As the "R" in SMART suggests, SMART goal-setters also select plans that are relevant and realistic. To accomplish this, you must ensure that your strategy will effectively bring you to your objective. You'll have to teach yourself about weight reduction, perhaps with the assistance of an enrolled dietitian or a nutritionist. Try not to be too enticed by the most recent handy solution diet pattern; Try to make long-term changes to your diet that are healthy and doable. Create a healthy, medically sound weight loss plan based on this information that has been shown to result in the desired weight loss. Realize that if you want to lose a lot of weight, you may need to make big changes, so make sure your weight loss strategy and goals are in sync.

Time-bound is the last necessary component of a successful weight loss plan, represented by the "T" in SMART. Setting a deadline and knowing how much time one has to complete a ambiguous and challenging task are essential to success. This quality is closely related to the realistic and attainable aspects of SMART goal setting in that it is always essential to focus one's efforts within the appropriate amount of time—that is, to bring one's goals within reach and to allow oneself sufficient time to accomplish them. Be sure to challenge yourself, but don't try to accomplish too much at once.

Although it would be if we added a second "A" for accountability, the final component of successful SMART goal setting is not actually reflected in the acronym. In other words, being accountable to oneself and one's community for keeping promises is necessary for achieving one's objectives. To ensure that you keep your promise to yourself, write down your SMART goals in a visible location.
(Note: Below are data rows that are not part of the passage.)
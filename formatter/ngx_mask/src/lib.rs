//! Delimited-Span Masking
//!
//! Replaces delimiter-bounded spans (typically quoted string literals) with
//! unique placeholder tokens so that text-level processing cannot corrupt
//! their contents, and restores them afterwards.
//!
//! # Contract
//!
//! [`mask_delimited`] scans left to right, non-greedy: each opening delimiter
//! is paired with the nearest closing delimiter after it. The two delimiters
//! may be the same character, as they are for quotes. An unpaired trailing
//! delimiter ends extraction; the remainder of the input, including the lone
//! delimiter, passes through untouched. Empty spans are masked like any
//! other span.
//!
//! The span map is owned by the returned [`MaskedText`] value and never
//! outlives it. Restoration is a literal substitution, applied at most once
//! per placeholder, and must fully reverse masking: a placeholder that is
//! never restored means a stage corrupted it and the span's contents would
//! be silently lost, which [`MaskedText::finish`] reports as a [`MaskError`].
//!
//! # Placeholders
//!
//! Placeholders carry a per-call counter and the delimiter codepoints, and
//! are built from characters that are inert to every consumer of this crate:
//! no whitespace, quotes, braces, `#`, or `;`. If the input already contains
//! a candidate placeholder, the counter is bumped until the candidate does
//! not occur in the input, so collision freedom is checked rather than
//! assumed. This also makes repeated masking of already-masked text safe.

use rustc_hash::FxHashMap;
use thiserror::Error;

/// Marker framing every placeholder token.
///
/// Exposed so invariant tests can assert that no placeholder survives into
/// final output.
pub const SIGIL: &str = "$%&$%&";

/// Failure to reverse masking: one or more spans were never restored.
#[derive(Debug, Clone, PartialEq, Eq, Error)]
pub enum MaskError {
    /// Placeholders remained in the span map after restoration finished,
    /// meaning an intermediate stage corrupted or dropped them.
    #[error("{count} masked span(s) were never restored into the output")]
    UnrestoredSpans {
        /// Number of spans whose placeholders were lost.
        count: usize,
    },
}

/// Text with its delimiter-bounded spans replaced by placeholders, plus the
/// map needed to reverse the replacement.
#[derive(Debug)]
pub struct MaskedText {
    filtered: String,
    spans: FxHashMap<String, String>,
}

/// Mask every `open`..`close` span in `input`, delimiters included.
pub fn mask_delimited(input: &str, open: char, close: char) -> MaskedText {
    let mut filtered = String::with_capacity(input.len());
    let mut spans = FxHashMap::default();
    let mut rest = input;
    let mut counter = 0usize;

    loop {
        let Some(start) = rest.find(open) else { break };
        let body = &rest[start + open.len_utf8()..];
        let Some(body_len) = body.find(close) else {
            // Unpaired trailing delimiter: no span is assumed over
            // end-of-input.
            break;
        };
        let span_len = open.len_utf8() + body_len + close.len_utf8();

        filtered.push_str(&rest[..start]);
        let placeholder = next_placeholder(input, &mut counter, open, close);
        filtered.push_str(&placeholder);
        spans.insert(placeholder, rest[start..start + span_len].to_string());
        rest = &rest[start + span_len..];
    }
    filtered.push_str(rest);

    MaskedText { filtered, spans }
}

/// Build a placeholder that does not occur anywhere in the input.
fn next_placeholder(input: &str, counter: &mut usize, open: char, close: char) -> String {
    loop {
        let candidate = format!(
            "{SIGIL}span{n}c{o}c{c}{SIGIL}",
            n = *counter,
            o = open as u32,
            c = close as u32
        );
        *counter += 1;
        if !input.contains(&candidate) {
            return candidate;
        }
    }
}

impl MaskedText {
    /// The input with every span replaced by its placeholder.
    pub fn filtered(&self) -> &str {
        &self.filtered
    }

    /// Number of spans still awaiting restoration.
    pub fn span_count(&self) -> usize {
        self.spans.len()
    }

    /// Restore this call's spans into `fragment`, a string derived from the
    /// filtered text.
    ///
    /// Each placeholder is substituted at most once and is consumed by the
    /// substitution, so a span split across fragments cannot be duplicated.
    pub fn restore_fragment(&mut self, fragment: &str) -> String {
        let mut restored = fragment.to_string();
        let found: Vec<String> = self
            .spans
            .keys()
            .filter(|key| restored.contains(key.as_str()))
            .cloned()
            .collect();
        for key in found {
            if let Some(original) = self.spans.remove(&key) {
                restored = restored.replacen(&key, &original, 1);
            }
        }
        restored
    }

    /// Restore the filtered text itself, verifying every span came back.
    pub fn into_restored(mut self) -> Result<String, MaskError> {
        let filtered = std::mem::take(&mut self.filtered);
        let restored = self.restore_fragment(&filtered);
        self.finish()?;
        Ok(restored)
    }

    /// Assert that every span has been restored somewhere.
    ///
    /// Call this once all fragments derived from the filtered text have been
    /// passed through [`MaskedText::restore_fragment`].
    pub fn finish(self) -> Result<(), MaskError> {
        if self.spans.is_empty() {
            Ok(())
        } else {
            Err(MaskError::UnrestoredSpans {
                count: self.spans.len(),
            })
        }
    }
}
There is also a lot of evidence that keeping a food diary, which involves writing down everything you eat and being honest with yourself about it, helps you lose weight. Dr. Michael Dansinger, overseer of the Diabetes Inversion Program at Tufts Clinical Centre, underlines the significance of the food journal by saying, "In my involvement in patients, food logging is quite often important to obtain results. The food log serves as my eyes, allowing me to see what the patient is eating and provide feedback and accountability, regardless of whether we are working toward diabetes remission or lasting weight loss. M. Dansinger, private correspondence, October 23, 2019)

You shouldn't keep your goals a secret if you hold yourself accountable in this way. In fact, new research published in the Journal of Applied Psychology suggests that you will be more likely to remain committed to achieving your goals if you share them with someone you perceive to have high status, such as a family member you respect.

You will have a better chance of achieving your weight loss goals if you involve more of your social network and community. Therefore, Michael Feigin suggests that you try working out with a friend because you'll inspire one another to keep up the gym routine. Feigin also suggests betting with other people that you will lose weight on time and putting your money where your mouth is. There are a lot of cell phone applications and sites intended for precisely this reason.) Losing weight is probably not going to be an easy process, no matter how well you set specific, measurable, and attainable goals with a real chance of success and give yourself enough time to achieve them.

Part of being practical about your objectives is tolerating the unavoidable mishaps that will occur en-route. Vacations will make it hard to stick to your exercise plan, and holidays will make it hard to stick to your no-carb diet. Don't give up if this happens to you. If necessary, re-evaluate your objectives in a realistic and self-giving manner. If a new weight-loss strategy works for you, give yourself more time, but keep your focus on your SMART goals and healthy goals.